Lümpenleşmek
Yeni
zamanlarda, yeni nesiller için salgın ve yaygın tehlikelerden biri de
lümpenleşme musibeti diyebiliriz…
Yeryüzüne
hükmeden şer odaklarının sanıyorum hedefledikleri insan profili, lümpenleşmeye
açık ve alışık insan modeli… Güdülmeye
hazır, sömürülmeye müsait, silik ve sinik insan tipi… Artık lümpenlik bir
davranış biçimi olmaktan öte bir yaşam biçimine, hayat tarzına dönüşmüş
durumda…
Lümpenleşmenin
döl yatağı Liberalizmdir dersek sanıyorum gerçek dışı bir ifade kullanmış
sayılmayız… Ayrıca kapitalist sistemler geldiğimiz aşamada sistematik olarak
lümpenleşmeyi daha da derinleştiriyor…
Özgürleşme yanılsaması ile lümpenleşme
yükselişte… Toplumsal sorumluluk bilinci ve örgütlülük ruhu zayıfladıkça,
bireyselleşme, bencilleşme, duyarsızlaşma ve değersizleşme ile çözülme ve
çürüme süreçleri hız kazanıyor…
Ürkütücü lümpenlik halleri hayatı ve
hakikati sulandırıyor, önü alınmaz savrulmalara yol açıyor…
Azgın bir lümpen azınlık, suskun ve bezgin
çoğunluğun geleceğini karartıyor… Toplumsal bağların zayıfladığı, mesuliyet
duygusunun örselendiği, kültürel bir battallaşmaya maruz kaldığımız şu
zamanlarda lümpenlik virüsü oldukça bulaşıcı ve bozucu…
Modern
musibetlerden biri de lümpenleşme dedik… Birçok kötülüğün ve körelmenin
mütemmim cüzü lümpenleşmektir dersek çokta yanlış olmaz sanırım…
Aslında
lümpenleşme bir sonuçtur… Neyin sonucu?
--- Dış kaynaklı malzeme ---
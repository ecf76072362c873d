use std::path::Path;

use anyhow::{Context, Result};

use probeship_lib::cache::FsCache;

use crate::output::{OutputFormat, format_bytes, print_json, print_stat, print_success};
use crate::setup::load_config;

/// The configured cache, or the default location when there is no config file.
fn open_cache(config: Option<&Path>) -> Result<FsCache> {
  match load_config(config) {
    Ok(config) => Ok(FsCache::new(config.cache_dir())),
    Err(_) if config.is_none() => Ok(FsCache::default_location()),
    Err(err) => Err(err),
  }
}

pub fn cmd_cache_info(config: Option<&Path>, output: OutputFormat) -> Result<()> {
  let cache = open_cache(config)?;
  let stats = cache.stats().context("Failed to read layer cache")?;

  if output.is_json() {
    print_json(&serde_json::json!({ "path": cache.root(), "stats": stats }))?;
  } else {
    println!("Layer cache: {}", cache.root().display());
    print_stat("Entries", &stats.entries.to_string());
    print_stat("Blobs", &stats.blobs.to_string());
    print_stat("Size", &format_bytes(stats.bytes));
  }
  Ok(())
}

pub fn cmd_cache_clear(config: Option<&Path>, output: OutputFormat) -> Result<()> {
  let cache = open_cache(config)?;
  let removed = cache.clear().context("Failed to clear layer cache")?;

  if output.is_json() {
    print_json(&removed)?;
  } else {
    print_success("Layer cache cleared");
    print_stat("Entries removed", &removed.entries.to_string());
    print_stat("Space freed", &format_bytes(removed.bytes));
  }
  Ok(())
}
Nesli ve ekini ifsad etmeyi yaşam
felsefesi edinmiş malum mihrak ve odakların ürünü… Bu bağlamda lümpen sermeye,
lümpen siyasal, lümpen medya, lümpen burjuva işbirliği halindedir…
Homoekonomikus,
homopolitikus dolaylı olarak bu amaca hizmet ederler…
Genellemeden
yana değilim ancak görünen o ki bizim mahalle içinde en ciddi risklerden biri “”lümpen
müslümanlık” diyebileceğimiz bir zemine kayış görünüyor… Aidiyet ve
mesuliyetten kopan insanımızın hangi limanlara demir atacaklarını kestiremez
oluyoruz…
Lümpenliğe
Marksist literatürde farklı anlamlar yüklense de, sosyolojik olarak sınıflı
toplumun bir sonucu olarak algılansa da sahaya baktığımızda ilkesiz, seviyesiz,
görgüsüz, kuralsız bir kuşakla karşı karşıyayız… Hatta kuralsızlığı kural
edinmiş, keyifliği ilke bilmiş bir durum söz konusu… Dahası insanlaşmayı
donduran, durduran, dumura uğratan durumlar gözler önünde…
Muhakeme,
muhalefet, mücadele bilinci körelmiş aylak, avare, yabani, bedevi bir toplumsal
bir zemine sürükleniyoruz…
Toplumuna, kültürüne, inancına yabancı, buna
rağmen burnundan kıl aldırmayan, bilgiçlikten ödün vermeyen aykırı tipler
piyasayı tutuyor…
Bilgi sahibi olmadan fikir sahibi olan…
Üretmeden tüketen… Kendi çıkarı için her şeyi mubah gören… Olduğundan daha
fazla görülmek isteyen… İnancı, ideolojisi ve ideali olmayan… Güç kimdeyse
ondan yana tavır koyan…
Bilumum
kaypak, kaba, katı, kuralsız karakterleri kapsıyor…
Küreselleşme
açılımları, popülizmde bu değirmene su taşıyor…
Statüko
ve emrindeki sermaye, siyasal, sanat, sanal, sinema bu sefalete katkı sunmuyor
mu, ne dersiniz?
Hülasa,
helalin gözetilmediği, Allah’ın emir ve yasaklarının hiçe sayıldığı hayatların
sonu, hiçleşmek ve lümpenleşmekten başka ne olabilir ki?
Takva
tükendikçe pejmürde kalabalıklar, pespaye tipler yapacağını yapacaktır…
Aslında
bu konu sadece bu günün meselesi değildir… İnsanlık tarihi boyunca, seçkinci
egemenler, nesilleri lümpenleştirmeyi kendi iktidarlarının bekası için zorunlu
görmüşlerdir…
Sanıyorum
şu ayet bu gerçekliğe işaret ediyor:
“ (Firavun)
Böylece kendi kavmini küçümseyip hafife aldı (onları basit ve haysiyetsiz ayak
takımı saydı). Buna rağmen yine onlar kendisine (hürmet ve) itaatini (
arttırdı). Gerçekten onlar fasık (duyarsız, davasız ve bayağı insanlardan
oluşan) bir kavim olmuşlardı. (Çünkü Firavun kendilerini hakir gördükçe, ona
daha çok yanaşmışlardı).” ( Zuhruf, 54)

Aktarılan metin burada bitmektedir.